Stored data

------------------------------------

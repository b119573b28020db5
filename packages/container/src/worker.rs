// ABOUTME: Sequential command worker driving the orchestrator from agent events
// ABOUTME: Bounded command queue, one processing task, and outbound workload status events

use serde::{Deserialize, Serialize};
use std::collections::{BTreeMap, HashMap, HashSet};
use std::path::PathBuf;
use std::sync::Arc;
use tokio::sync::mpsc;
use tokio::task::JoinHandle;
use tracing::{debug, error, info, warn};

use crate::config::WorkerConfig;
use crate::deployment::DeploymentDescription;
use crate::finalize::RuntimeConfig;
use crate::orchestrator::Orchestrator;
use crate::{ContainerError, Result};

/// Everything needed to launch the workload of one agreement.
#[derive(Debug, Clone, PartialEq, Serialize, Deserialize)]
pub struct AgreementLaunchContext {
    pub agreement_id: String,
    /// Deployment description in its JSON wire form.
    pub deployment: String,
    pub environment_additions: HashMap<String, String>,
    /// Raw agreement configuration, persisted for the workload and used for dynamic permit values.
    pub config_payload: Vec<u8>,
}

#[derive(Debug, Clone)]
pub enum WorkerCommand {
    Configure {
        image_files: Vec<String>,
        launch: AgreementLaunchContext,
    },
    /// `deployment` is the runtime configuration reported when execution began.
    Maintain {
        agreement_id: String,
        deployment: BTreeMap<String, RuntimeConfig>,
    },
    /// Removes `agreement_ids` plus `current_agreement_id` when it is not empty.
    Shutdown {
        agreement_ids: Vec<String>,
        current_agreement_id: String,
        deployment: Option<BTreeMap<String, RuntimeConfig>>,
    },
    SyncResources {
        known_agreements: HashSet<String>,
    },
    Terminate,
}

/// Status events emitted to the governance layer.
#[derive(Debug, Clone, PartialEq)]
pub enum WorkloadEvent {
    ExecutionBegun {
        agreement_id: String,
        deployment: BTreeMap<String, RuntimeConfig>,
    },
    ExecutionFailed {
        agreement_id: String,
        /// Runtime configuration finalized before the failure, when any was.
        deployment: Option<BTreeMap<String, RuntimeConfig>>,
        reason: String,
    },
    PatternDestroyed {
        agreement_id: String,
    },
    ContainersSynced {
        successful: bool,
    },
}

impl WorkloadEvent {
    pub fn id(&self) -> &'static str {
        match self {
            WorkloadEvent::ExecutionBegun { .. } => "EXECUTION_BEGUN",
            WorkloadEvent::ExecutionFailed { .. } => "EXECUTION_FAILED",
            WorkloadEvent::PatternDestroyed { .. } => "PATTERN_DESTROYED",
            WorkloadEvent::ContainersSynced { .. } => "CONTAINERS_SYNCED",
        }
    }
}

/// Upstream events the worker reacts to.
#[derive(Debug, Clone)]
pub enum AgentEvent {
    ImagesFetched {
        image_files: Vec<String>,
        launch: AgreementLaunchContext,
    },
    MaintenanceRequested {
        agreement_id: String,
        deployment: BTreeMap<String, RuntimeConfig>,
    },
    AgreementEnded {
        agreement_ids: Vec<String>,
        current_agreement_id: String,
        deployment: Option<BTreeMap<String, RuntimeConfig>>,
    },
}

impl From<AgentEvent> for WorkerCommand {
    fn from(event: AgentEvent) -> Self {
        match event {
            AgentEvent::ImagesFetched {
                image_files,
                launch,
            } => WorkerCommand::Configure {
                image_files,
                launch,
            },
            AgentEvent::MaintenanceRequested {
                agreement_id,
                deployment,
            } => WorkerCommand::Maintain {
                agreement_id,
                deployment,
            },
            AgentEvent::AgreementEnded {
                agreement_ids,
                current_agreement_id,
                deployment,
            } => WorkerCommand::Shutdown {
                agreement_ids,
                current_agreement_id,
                deployment,
            },
        }
    }
}

/// Bounded multi-producer queue with a single consumer.
pub struct CommandQueue<C> {
    sender: mpsc::Sender<C>,
    receiver: Option<mpsc::Receiver<C>>,
}

impl<C: Send + 'static> CommandQueue<C> {
    pub fn new(capacity: usize) -> Self {
        let (sender, receiver) = mpsc::channel(capacity.max(1));
        Self {
            sender,
            receiver: Some(receiver),
        }
    }

    /// Waits for room when the queue is full.
    pub async fn send(&self, command: C) -> Result<()> {
        self.sender
            .send(command)
            .await
            .map_err(|_| ContainerError::Runtime("command queue is closed".to_string()))
    }

    pub fn sender(&self) -> mpsc::Sender<C> {
        self.sender.clone()
    }

    /// Hands out the consuming end; `None` once taken.
    pub fn take_receiver(&mut self) -> Option<mpsc::Receiver<C>> {
        self.receiver.take()
    }
}

/// Processes one command at a time against the orchestrator.
#[derive(Clone)]
pub struct CommandHandler {
    orchestrator: Arc<Orchestrator>,
    image_dir: PathBuf,
    events: mpsc::UnboundedSender<WorkloadEvent>,
}

impl CommandHandler {
    fn emit(&self, event: WorkloadEvent) {
        debug!("Emitting {}", event.id());
        if self.events.send(event).is_err() {
            warn!("Workload event dropped, no listener");
        }
    }

    /// Run `command` to completion. Returns `false` when the worker should stop.
    pub async fn handle(&self, command: WorkerCommand) -> bool {
        match command {
            WorkerCommand::Configure {
                image_files,
                launch,
            } => self.configure(image_files, launch).await,
            WorkerCommand::Maintain {
                agreement_id,
                deployment,
            } => self.maintain(&agreement_id, &deployment).await,
            WorkerCommand::Shutdown {
                agreement_ids,
                current_agreement_id,
                ..
            } => self.shutdown(agreement_ids, current_agreement_id).await,
            WorkerCommand::SyncResources { known_agreements } => {
                let successful = match self
                    .orchestrator
                    .sync_up_resources(&known_agreements)
                    .await
                {
                    Ok(_) => true,
                    Err(e) => {
                        error!("Unable to sync container resources: {}", e);
                        false
                    }
                };
                self.emit(WorkloadEvent::ContainersSynced { successful });
            }
            WorkerCommand::Terminate => {
                info!("Container worker terminating");
                return false;
            }
        }
        true
    }

    async fn configure(&self, image_files: Vec<String>, launch: AgreementLaunchContext) {
        let agreement_id = launch.agreement_id.clone();
        info!("Configuring workload for agreement {}", agreement_id);

        let fail = |reason: String, deployment| WorkloadEvent::ExecutionFailed {
            agreement_id: agreement_id.clone(),
            deployment,
            reason,
        };

        let deployment = match DeploymentDescription::from_json(&launch.deployment) {
            Ok(deployment) => deployment,
            Err(e) => {
                error!("Agreement {}: {}", agreement_id, e);
                self.emit(fail(e.to_string(), None));
                return;
            }
        };

        let archives: Vec<PathBuf> = image_files.iter().map(|f| self.image_dir.join(f)).collect();
        if let Err(e) = self.orchestrator.load_images(&archives).await {
            error!("Unable to load images for agreement {}: {}", agreement_id, e);
            self.emit(fail(e.to_string(), None));
            return;
        }

        match self
            .orchestrator
            .create(
                &agreement_id,
                &deployment,
                &launch.environment_additions,
                &launch.config_payload,
            )
            .await
        {
            Ok(configs) => self.emit(WorkloadEvent::ExecutionBegun {
                agreement_id: agreement_id.clone(),
                deployment: configs,
            }),
            Err(failure) => {
                self.emit(fail(failure.error.to_string(), Some(failure.partial)));
            }
        }
    }

    async fn maintain(&self, agreement_id: &str, deployment: &BTreeMap<String, RuntimeConfig>) {
        let expected = deployment.len();

        match self.orchestrator.running_count(agreement_id, deployment).await {
            Ok(running) if running < expected => {
                warn!(
                    "Agreement {} has {} of {} containers running",
                    agreement_id, running, expected
                );
                self.emit(WorkloadEvent::ExecutionFailed {
                    agreement_id: agreement_id.to_string(),
                    deployment: Some(deployment.clone()),
                    reason: format!("{} of {} containers running", running, expected),
                });
            }
            Ok(running) => debug!(
                "Agreement {} healthy, {} containers running",
                agreement_id, running
            ),
            Err(e) => error!(
                "Unable to check containers of agreement {}: {}",
                agreement_id, e
            ),
        }
    }

    async fn shutdown(&self, mut agreement_ids: Vec<String>, current_agreement_id: String) {
        if !current_agreement_id.is_empty() && !agreement_ids.contains(&current_agreement_id) {
            info!(
                "Shutting down resources of current agreement {}",
                current_agreement_id
            );
            agreement_ids.push(current_agreement_id.clone());
        }

        if let Err(e) = self.orchestrator.remove(&agreement_ids).await {
            error!(
                "Errors removing resources of agreements {:?}: {}",
                agreement_ids, e
            );
        }
        self.emit(WorkloadEvent::PatternDestroyed {
            agreement_id: current_agreement_id,
        });
    }
}

/// Owns the command queue and the single task processing it.
pub struct ContainerWorker {
    handler: CommandHandler,
    queue: CommandQueue<WorkerCommand>,
    events: Option<mpsc::UnboundedReceiver<WorkloadEvent>>,
    task: Option<JoinHandle<()>>,
}

impl ContainerWorker {
    pub fn new(orchestrator: Arc<Orchestrator>, config: &WorkerConfig) -> Self {
        let (sender, receiver) = mpsc::unbounded_channel();

        Self {
            handler: CommandHandler {
                orchestrator,
                image_dir: config.image_dir.clone(),
                events: sender,
            },
            queue: CommandQueue::new(config.command_queue_capacity),
            events: Some(receiver),
            task: None,
        }
    }

    /// Outbound workload events. Available once.
    pub fn messages(&mut self) -> Option<mpsc::UnboundedReceiver<WorkloadEvent>> {
        self.events.take()
    }

    /// Translate an upstream event into a command and queue it.
    pub async fn new_event(&self, event: AgentEvent) -> Result<()> {
        self.queue.send(event.into()).await
    }

    pub async fn enqueue(&self, command: WorkerCommand) -> Result<()> {
        self.queue.send(command).await
    }

    pub fn command_handler(&self) -> CommandHandler {
        self.handler.clone()
    }

    /// Spawn the processing task.
    pub fn start(&mut self) -> Result<()> {
        let mut receiver = self
            .queue
            .take_receiver()
            .ok_or_else(|| ContainerError::Runtime("container worker already started".to_string()))?;
        let handler = self.handler.clone();

        self.task = Some(tokio::spawn(async move {
            info!("Container worker started");
            while let Some(command) = receiver.recv().await {
                if !handler.handle(command).await {
                    break;
                }
            }
            info!("Container worker stopped");
        }));
        Ok(())
    }

    /// Queue a terminate command and wait for the task to drain up to it.
    pub async fn stop(&mut self) -> Result<()> {
        let Some(task) = self.task.take() else {
            return Ok(());
        };

        self.queue.send(WorkerCommand::Terminate).await?;
        task.await
            .map_err(|e| ContainerError::Runtime(format!("container worker task failed: {}", e)))
    }
}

------------------------------------

### Assignment
Consider the string "reason". State how many lines of the data contain it, giving the number alone.

### Solved exercise
4